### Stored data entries
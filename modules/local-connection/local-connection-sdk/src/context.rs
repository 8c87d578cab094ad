//! Session-scoped execution context.

use std::fmt;
use std::sync::Arc;
use std::sync::atomic::{AtomicBool, Ordering};

use parking_lot::RwLock;
use vdb_security::{Principal, SecurityHelper};

use crate::models::{SessionMetadata, SessionToken};

/// Execution context bound to every capability call made through a connection.
///
/// Holds the authenticated session (established by the logon backend), the
/// caller's security context handed to the backend for passthrough logons, and
/// the association mechanism used to compare principals. The owning connection
/// creates it; derived connections borrow it and never close it.
pub struct SessionContext {
    security_helper: Arc<dyn SecurityHelper>,
    use_calling_task: bool,
    session: RwLock<Option<SessionMetadata>>,
    security_context: RwLock<Option<Principal>>,
    closed: AtomicBool,
}

impl SessionContext {
    #[must_use]
    pub fn new(security_helper: Arc<dyn SecurityHelper>, use_calling_task: bool) -> Self {
        Self {
            security_helper,
            use_calling_task,
            session: RwLock::new(None),
            security_context: RwLock::new(None),
            closed: AtomicBool::new(false),
        }
    }

    #[must_use]
    pub fn security_helper(&self) -> &Arc<dyn SecurityHelper> {
        &self.security_helper
    }

    /// Whether capability calls run on the caller's task rather than a spawned one.
    #[must_use]
    pub fn use_calling_task(&self) -> bool {
        self.use_calling_task
    }

    /// Bind a freshly authenticated session. Reopens a previously closed context.
    pub fn establish(&self, metadata: SessionMetadata) {
        *self.session.write() = Some(metadata);
        self.closed.store(false, Ordering::Release);
    }

    /// Mark the session as logged off.
    pub fn close_session(&self) {
        self.closed.store(true, Ordering::Release);
    }

    #[must_use]
    pub fn is_closed(&self) -> bool {
        self.closed.load(Ordering::Acquire)
    }

    #[must_use]
    pub fn is_established(&self) -> bool {
        self.session.read().is_some()
    }

    #[must_use]
    pub fn session_id(&self) -> Option<String> {
        self.session
            .read()
            .as_ref()
            .map(|s| s.session_token.session_id().to_owned())
    }

    #[must_use]
    pub fn session_token(&self) -> Option<SessionToken> {
        self.session.read().as_ref().map(|s| s.session_token.clone())
    }

    #[must_use]
    pub fn vdb_name(&self) -> Option<String> {
        self.session.read().as_ref().map(|s| s.vdb_name.clone())
    }

    /// Principal the session was authenticated as.
    #[must_use]
    pub fn principal(&self) -> Option<Principal> {
        self.session.read().as_ref().and_then(|s| s.principal.clone())
    }

    /// Security domain that authenticated the session, if one is configured.
    #[must_use]
    pub fn security_domain(&self) -> Option<String> {
        self.session
            .read()
            .as_ref()
            .and_then(|s| s.security_domain.clone())
    }

    /// Caller identity the next logon authenticates with.
    #[must_use]
    pub fn security_context(&self) -> Option<Principal> {
        self.security_context.read().clone()
    }

    pub fn set_security_context(&self, principal: Option<Principal>) {
        *self.security_context.write() = principal;
    }
}

impl fmt::Debug for SessionContext {
    fn fmt(&self, f: &mut fmt::Formatter<'_>) -> fmt::Result {
        f.debug_struct("SessionContext")
            .field("session_id", &self.session_id())
            .field("security_domain", &self.security_domain())
            .field("use_calling_task", &self.use_calling_task)
            .field("closed", &self.is_closed())
            .finish_non_exhaustive()
    }
}
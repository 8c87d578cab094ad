//! Static logon backend.

use std::collections::{HashMap, HashSet};
use std::sync::atomic::{AtomicU64, Ordering};

use async_trait::async_trait;
use local_connection_sdk::properties::{
    PASSWORD, USER_NAME, VIRTUAL_DATABASE_NAME, VIRTUAL_DATABASE_VERSION,
};
use local_connection_sdk::{
    ComponentError, ConnectionProperties, LogonError, LogonResult, LogonService, LogonServiceError,
    SessionContext, SessionMetadata, SessionToken,
};
use parking_lot::Mutex;
use secrecy::ExposeSecret;
use vdb_security::Principal;
use vdb_security::constants::ANONYMOUS_NAME;

use crate::config::{LogonMode, StaticLogonPluginConfig, UserConfig};

/// Logon backend authenticating against a static user table.
///
/// When the session context carries a caller identity vouched for by the
/// configured security domain, that identity is trusted and no password is
/// checked (passthrough).
pub struct StaticLogonService {
    mode: LogonMode,
    security_domain: Option<String>,
    users: HashMap<String, UserConfig>,
    next_session: AtomicU64,
    active: Mutex<HashSet<String>>,
}

impl StaticLogonService {
    #[must_use]
    pub fn from_config(cfg: &StaticLogonPluginConfig) -> Self {
        if cfg.mode == LogonMode::AcceptAll {
            tracing::warn!("static logon plugin accepts any credentials (accept_all mode)");
        }

        Self {
            mode: cfg.mode,
            security_domain: cfg.security_domain.clone(),
            users: cfg
                .users
                .iter()
                .map(|u| (u.name.clone(), u.clone()))
                .collect(),
            next_session: AtomicU64::new(1),
            active: Mutex::new(HashSet::new()),
        }
    }

    /// Number of sessions currently logged on.
    #[must_use]
    pub fn active_sessions(&self) -> usize {
        self.active.lock().len()
    }

    fn passthrough_principal(&self, ctx: &SessionContext) -> Option<Principal> {
        let domain = self.security_domain.as_deref()?;
        ctx.security_context().filter(|p| p.belongs_to(domain))
    }

    fn check_credentials(&self, props: &ConnectionProperties) -> Result<Principal, LogonError> {
        let name = props.get(USER_NAME).unwrap_or(ANONYMOUS_NAME);
        let rejected = || LogonError::new(format!("User '{name}' could not be authenticated"));

        let roles = match self.mode {
            LogonMode::AcceptAll => Vec::new(),
            LogonMode::StaticUsers => {
                let user = self.users.get(name).ok_or_else(rejected)?;
                let supplied = props.get(PASSWORD).unwrap_or_default();
                if user.password.expose_secret() != supplied {
                    return Err(rejected());
                }
                user.roles.clone()
            }
        };

        let mut builder = Principal::builder().name(name).roles(roles);
        if let Some(domain) = &self.security_domain {
            builder = builder.security_domain(domain);
        }
        if let Some(password) = props.get(PASSWORD) {
            builder = builder.credential(password.to_owned());
        }
        Ok(builder.build())
    }
}

#[async_trait]
impl LogonService for StaticLogonService {
    #[tracing::instrument(skip_all)]
    async fn logon(
        &self,
        ctx: &SessionContext,
        props: &ConnectionProperties,
    ) -> Result<LogonResult, LogonServiceError> {
        let Some(vdb_name) = props.get(VIRTUAL_DATABASE_NAME) else {
            return Err(LogonError::new("no virtual database name was specified").into());
        };
        let vdb_version = props.get(VIRTUAL_DATABASE_VERSION).map(str::to_owned);

        let principal = match self.passthrough_principal(ctx) {
            Some(principal) => principal,
            None => self.check_credentials(props)?,
        };

        let session_id = self.next_session.fetch_add(1, Ordering::Relaxed).to_string();
        let session_token = SessionToken::new(session_id.clone(), principal.name());

        ctx.establish(SessionMetadata {
            session_token: session_token.clone(),
            vdb_name: vdb_name.to_owned(),
            vdb_version: vdb_version.clone(),
            principal: Some(principal),
            security_domain: self.security_domain.clone(),
        });
        self.active.lock().insert(session_id.clone());

        tracing::debug!(session_id = %session_id, vdb = vdb_name, "logon accepted");
        Ok(LogonResult {
            session_token,
            vdb_name: vdb_name.to_owned(),
            vdb_version,
            payload: None,
        })
    }

    async fn logoff(&self, ctx: &SessionContext) -> Result<(), LogonServiceError> {
        if let Some(session_id) = ctx.session_id() {
            self.active.lock().remove(&session_id);
        }
        ctx.close_session();
        Ok(())
    }

    async fn ping(&self, ctx: &SessionContext) -> Result<(), LogonServiceError> {
        let alive = !ctx.is_closed()
            && ctx
                .session_id()
                .is_some_and(|id| self.active.lock().contains(&id));
        if alive {
            Ok(())
        } else {
            Err(ComponentError::internal("session is not active").into())
        }
    }
}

### What needs to be done
Quote exactly the first line of the entries and every line after it, stopping with the line that contains "pub fn establish(&self, metadata: SessionMetadata)".

### Exercise result
filename modules/local-connection/local-connection-sdk/src/context.rs
repository 8c87d578cab094ad
//! Session-scoped execution context.

use std::fmt;
use std::sync::Arc;
use std::sync::atomic::{AtomicBool, Ordering};

use parking_lot::RwLock;
use vdb_security::{Principal, SecurityHelper};

use crate::models::{SessionMetadata, SessionToken};

/// Execution context bound to every capability call made through a connection.
///
/// Holds the authenticated session (established by the logon backend), the
/// caller's security context handed to the backend for passthrough logons, and
/// the association mechanism used to compare principals. The owning connection
/// creates it; derived connections borrow it and never close it.
pub struct SessionContext {
    security_helper: Arc<dyn SecurityHelper>,
    use_calling_task: bool,
    session: RwLock<Option<SessionMetadata>>,
    security_context: RwLock<Option<Principal>>,
    closed: AtomicBool,
}

impl SessionContext {
    #[must_use]
    pub fn new(security_helper: Arc<dyn SecurityHelper>, use_calling_task: bool) -> Self {
        Self {
            security_helper,
            use_calling_task,
            session: RwLock::new(None),
            security_context: RwLock::new(None),
            closed: AtomicBool::new(false),
        }
    }

    #[must_use]
    pub fn security_helper(&self) -> &Arc<dyn SecurityHelper> {
        &self.security_helper
    }

    /// Whether capability calls run on the caller's task rather than a spawned one.
    #[must_use]
    pub fn use_calling_task(&self) -> bool {
        self.use_calling_task
    }

    /// Bind a freshly authenticated session. Reopens a previously closed context.
    pub fn establish(&self, metadata: SessionMetadata) {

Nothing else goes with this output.